• Problem to solve:
Begin at the line containing "pub const MAX_DELETE_BATCH: usize = 1000;" in the data below and go on through the line containing "of bytes written.", repeating each line exactly; include both ends and no other line.

Saved entries
....
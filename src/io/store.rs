//! Blob store access for S3 and the local filesystem.
//!
//! The pipeline only needs three operations (download into memory, upload a
//! local file, delete a batch of keys), exposed through [`BlobStore`].
//! [`ObjectBlobStore`] implements them with `object_store`, keeping one
//! client per bucket.

use crate::config::{AwsConfig, RetryConfig, StoreConfig};
use crate::error::{Result, StitchError};
use async_trait::async_trait;
use bytes::Bytes;
use dashmap::DashMap;
use futures::stream::{self, StreamExt, TryStreamExt};
use object_store::aws::AmazonS3Builder;
use object_store::local::LocalFileSystem;
use object_store::path::Path as ObjectPath;
use object_store::{ClientOptions, ObjectStore, WriteMultipart};
use std::path::{Path, PathBuf};
use std::sync::Arc;
use std::time::Duration;
use tokio::io::AsyncReadExt;

/// Maximum number of keys in one delete request (S3 DeleteObjects limit).
pub const MAX_DELETE_BATCH: usize = 1000;

/// Part size for multipart uploads.
const UPLOAD_PART_SIZE: usize = 16 * 1024 * 1024;

/// Remote bucket/key storage used by the pipeline.
#[async_trait]
pub trait BlobStore: Send + Sync {
    /// Download a whole blob into memory.
    async fn download_to_buffer(&self, bucket: &str, key: &str) -> Result<Bytes>;

    /// Upload a local file, returning the number of bytes written.
    async fn upload_file(&self, local_path: &Path, bucket: &str, key: &str) -> Result<u64>;

    /// Delete up to [`MAX_DELETE_BATCH`] keys in one request.
    async fn delete_batch(&self, bucket: &str, keys: &[String]) -> Result<()>;

    /// Path GDAL opens to read `key` directly from storage.
    fn raster_path(&self, bucket: &str, key: &str) -> String {
        format!("/vsis3/{}/{}", bucket, key)
    }
}

/// Where [`ObjectBlobStore`] finds its buckets.
#[derive(Debug, Clone)]
enum Backend {
    S3 { aws: AwsConfig, retry: RetryConfig },
    Local { root: PathBuf },
}

/// [`BlobStore`] over `object_store`, with one cached client per bucket.
pub struct ObjectBlobStore {
    backend: Backend,
    stores: DashMap<String, Arc<dyn ObjectStore>>,
}

impl ObjectBlobStore {
    /// Create a store from configuration: local directory if `local_root`
    /// is set, authenticated S3 otherwise.
    pub fn from_config(config: &StoreConfig) -> Self {
        let backend = match &config.local_root {
            Some(root) => Backend::Local { root: root.clone() },
            None => Backend::S3 {
                aws: config.aws.clone(),
                retry: config.retry.clone(),
            },
        };
        Self {
            backend,
            stores: DashMap::new(),
        }
    }

    /// Store serving each bucket from `root/<bucket>`.
    pub fn local(root: impl Into<PathBuf>) -> Self {
        Self {
            backend: Backend::Local { root: root.into() },
            stores: DashMap::new(),
        }
    }

    /// Store backed by an existing client, for all buckets.
    pub fn with_store(bucket: &str, store: Arc<dyn ObjectStore>) -> Self {
        let stores = DashMap::new();
        stores.insert(bucket.to_string(), store);
        Self {
            backend: Backend::S3 {
                aws: AwsConfig::default(),
                retry: RetryConfig::default(),
            },
            stores,
        }
    }

    fn store(&self, bucket: &str) -> Result<Arc<dyn ObjectStore>> {
        if let Some(store) = self.stores.get(bucket) {
            return Ok(Arc::clone(store.value()));
        }

        let store: Arc<dyn ObjectStore> = match &self.backend {
            Backend::S3 { aws, retry } => create_authenticated_store(bucket, aws, retry)?,
            Backend::Local { root } => {
                let path = root.join(bucket);
                if !path.exists() {
                    std::fs::create_dir_all(&path)?;
                }
                tracing::info!("Creating LocalFileSystem store at: {}", path.display());
                let fs = LocalFileSystem::new_with_prefix(&path).map_err(|e| {
                    StitchError::transfer(format!("local store {}", path.display()), e)
                })?;
                Arc::new(fs)
            }
        };

        Ok(self
            .stores
            .entry(bucket.to_string())
            .or_insert(store)
            .value()
            .clone())
    }
}

#[async_trait]
impl BlobStore for ObjectBlobStore {
    async fn download_to_buffer(&self, bucket: &str, key: &str) -> Result<Bytes> {
        let store = self.store(bucket)?;
        let path = ObjectPath::from(key);
        let bytes = store
            .get(&path)
            .await
            .map_err(|e| StitchError::transfer(format!("get {}:{}", bucket, key), e))?
            .bytes()
            .await
            .map_err(|e| StitchError::transfer(format!("read {}:{}", bucket, key), e))?;
        tracing::debug!("Downloaded {}:{} ({} bytes)", bucket, key, bytes.len());
        Ok(bytes)
    }

    async fn upload_file(&self, local_path: &Path, bucket: &str, key: &str) -> Result<u64> {
        let store = self.store(bucket)?;
        let path = ObjectPath::from(key);

        let upload = store
            .put_multipart(&path)
            .await
            .map_err(|e| StitchError::transfer(format!("start upload {}:{}", bucket, key), e))?;
        let mut writer = WriteMultipart::new_with_chunk_size(upload, UPLOAD_PART_SIZE);

        let mut file = tokio::fs::File::open(local_path).await?;
        let mut buf = vec![0u8; UPLOAD_PART_SIZE];
        let mut total = 0u64;
        loop {
            let n = file.read(&mut buf).await?;
            if n == 0 {
                break;
            }
            writer
                .wait_for_capacity(4)
                .await
                .map_err(|e| StitchError::transfer(format!("upload {}:{}", bucket, key), e))?;
            writer.write(&buf[..n]);
            total += n as u64;
        }

        writer
            .finish()
            .await
            .map_err(|e| StitchError::transfer(format!("finish upload {}:{}", bucket, key), e))?;
        tracing::debug!("Uploaded {} to {}:{} ({} bytes)", local_path.display(), bucket, key, total);
        Ok(total)
    }

    async fn delete_batch(&self, bucket: &str, keys: &[String]) -> Result<()> {
        if keys.len() > MAX_DELETE_BATCH {
            return Err(StitchError::Transfer {
                message: format!(
                    "delete batch of {} keys exceeds the limit of {}",
                    keys.len(),
                    MAX_DELETE_BATCH
                ),
                source: None,
            });
        }
        if keys.is_empty() {
            return Ok(());
        }

        let store = self.store(bucket)?;
        let locations = stream::iter(
            keys.iter()
                .map(|k| Ok::<_, object_store::Error>(ObjectPath::from(k.as_str()))),
        )
        .boxed();

        store
            .delete_stream(locations)
            .or_else(|e| async move {
                // already gone counts as deleted
                match e {
                    object_store::Error::NotFound { path, .. } => Ok(ObjectPath::from(path)),
                    other => Err(other),
                }
            })
            .try_collect::<Vec<_>>()
            .await
            .map_err(|e| StitchError::transfer(format!("delete from {}", bucket), e))?;
        Ok(())
    }

    fn raster_path(&self, bucket: &str, key: &str) -> String {
        match &self.backend {
            Backend::Local { root } => root.join(bucket).join(key).display().to_string(),
            Backend::S3 { .. } => format!("/vsis3/{}/{}", bucket, key),
        }
    }
}

/// Create client options for S3 access.
///
/// The stage moves a handful of large objects, so the pool stays small and
/// the request timeout is generous enough for multipart parts.
fn create_client_options(aws: &AwsConfig) -> ClientOptions {
    let options = ClientOptions::new()
        // Connection timeout: how long to wait for a connection to be established
        .with_connect_timeout(Duration::from_secs(5))
        // Request timeout: covers one multipart part on a slow link
        .with_timeout(Duration::from_secs(300))
        .with_pool_idle_timeout(Duration::from_secs(90))
        .with_pool_max_idle_per_host(16);

    if aws.allow_http {
        options.with_allow_http(true)
    } else {
        options
    }
}

/// Create retry configuration for transient failures.
fn create_retry_config(retry: &RetryConfig) -> object_store::RetryConfig {
    object_store::RetryConfig {
        max_retries: retry.max_retries,
        // Initial backoff (doubles each retry)
        backoff: object_store::BackoffConfig {
            init_backoff: Duration::from_millis(retry.initial_backoff_ms),
            max_backoff: Duration::from_millis(retry.max_backoff_ms),
            base: 2.0,
        },
        retry_timeout: Duration::from_secs(180),
    }
}

/// Create an authenticated S3 client for `bucket`.
///
/// Credentials and region are loaded from (in order):
/// - Environment variables (AWS_ACCESS_KEY_ID, AWS_SECRET_ACCESS_KEY, AWS_REGION)
/// - AWS config files (~/.aws/credentials, ~/.aws/config)
/// - EC2 instance profile / container credentials
fn create_authenticated_store(
    bucket: &str,
    aws: &AwsConfig,
    retry: &RetryConfig,
) -> Result<Arc<dyn ObjectStore>> {
    tracing::info!("Creating authenticated S3 client for bucket: {}", bucket);

    let mut builder = AmazonS3Builder::from_env()
        .with_bucket_name(bucket)
        .with_client_options(create_client_options(aws))
        .with_retry(create_retry_config(retry));

    if let Some(region) = &aws.region {
        builder = builder.with_region(region);
    }
    if let Some(endpoint) = &aws.endpoint_url {
        builder = builder.with_endpoint(endpoint);
    }

    let store = builder
        .build()
        .map_err(|e| StitchError::transfer(format!("S3 client for bucket {}", bucket), e))?;
    Ok(Arc::new(store))
}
....
• Response:
pub const MAX_DELETE_BATCH: usize = 1000;

/// Part size for multipart uploads.
const UPLOAD_PART_SIZE: usize = 16 * 1024 * 1024;

/// Remote bucket/key storage used by the pipeline.
#[async_trait]
pub trait BlobStore: Send + Sync {
    /// Download a whole blob into memory.
    async fn download_to_buffer(&self, bucket: &str, key: &str) -> Result<Bytes>;

    /// Upload a local file, returning the number of bytes written.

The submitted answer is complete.